--- Data listing Enclosed Below ---

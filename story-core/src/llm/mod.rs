//! Text-generation port.
//!
//! Everything that talks to a language model goes through [`TextGenerator`]:
//! the story writer and the state extractor both send a prompt and get text
//! back. Backends live behind the trait so sessions can run against Gemini
//! or against a scripted generator in tests.

mod gemini;
mod rate_limit;
mod retry;

pub use self::gemini::{GeminiGenerator, DEFAULT_MAX_OUTPUT_TOKENS, DEFAULT_MIN_INTERVAL};
pub use rate_limit::MinIntervalLimiter;
pub use retry::{RetryConfig, RetryingGenerator};

use async_trait::async_trait;
use thiserror::Error;

/// Errors from a text generator.
#[derive(Debug, Error)]
pub enum GenerationError {
    #[error("Model returned no usable text")]
    EmptyResponse,

    #[error("Content blocked by the model: {reason}")]
    Blocked { reason: String },

    #[error("Invalid generation request: {0}")]
    InvalidRequest(String),

    #[error("Gemini API error: {0}")]
    Backend(#[from] ::gemini::Error),
}

impl GenerationError {
    /// Whether retrying the same request could succeed.
    pub fn is_transient(&self) -> bool {
        match self {
            GenerationError::Backend(e) => e.is_transient(),
            _ => false,
        }
    }
}

/// A single generation request.
#[derive(Debug, Clone, PartialEq)]
pub struct GenerationRequest {
    pub prompt: String,
    pub temperature: f32,
    /// Stable context placed before the prompt.
    pub cached_prefix: Option<String>,
}

impl GenerationRequest {
    /// Create a request, clamping the temperature to `[0, 1]`.
    pub fn new(prompt: impl Into<String>, temperature: f32) -> Self {
        Self {
            prompt: prompt.into(),
            temperature: clamp_temperature(temperature),
            cached_prefix: None,
        }
    }

    /// Attach a cached prefix.
    pub fn with_cached_prefix(mut self, prefix: impl Into<String>) -> Self {
        self.cached_prefix = Some(prefix.into());
        self
    }

    /// The text actually sent to the model.
    pub fn effective_prompt(&self) -> String {
        match &self.cached_prefix {
            Some(prefix) => format!("{}\n\n{}", prefix, self.prompt),
            None => self.prompt.clone(),
        }
    }

    /// Reject requests no backend can serve.
    pub fn validate(&self) -> Result<(), GenerationError> {
        if self.prompt.trim().is_empty() {
            return Err(GenerationError::InvalidRequest(
                "prompt must not be empty".to_string(),
            ));
        }
        Ok(())
    }
}

fn clamp_temperature(temperature: f32) -> f32 {
    if temperature.is_nan() {
        return 0.0;
    }
    temperature.clamp(0.0, 1.0)
}

/// Something that turns a prompt into text.
#[async_trait]
pub trait TextGenerator: Send + Sync {
    /// Generate a non-empty, trimmed continuation for `request`.
    async fn generate(&self, request: GenerationRequest) -> Result<String, GenerationError>;
}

--- End of Enclosed Data listing ---

- [Directions]: I'd like the lines above from the one with "pub struct GenerationRequest" up to and including the one with "pub fn with_cached_prefix(mut" copied exactly, with no other lines.

- [Solution to the exercise]:
pub struct GenerationRequest {
    pub prompt: String,
    pub temperature: f32,
    /// Stable context placed before the prompt.
    pub cached_prefix: Option<String>,
}

impl GenerationRequest {
    /// Create a request, clamping the temperature to `[0, 1]`.
    pub fn new(prompt: impl Into<String>, temperature: f32) -> Self {
        Self {
            prompt: prompt.into(),
            temperature: clamp_temperature(temperature),
            cached_prefix: None,
        }
    }

    /// Attach a cached prefix.
    pub fn with_cached_prefix(mut self, prefix: impl Into<String>) -> Self {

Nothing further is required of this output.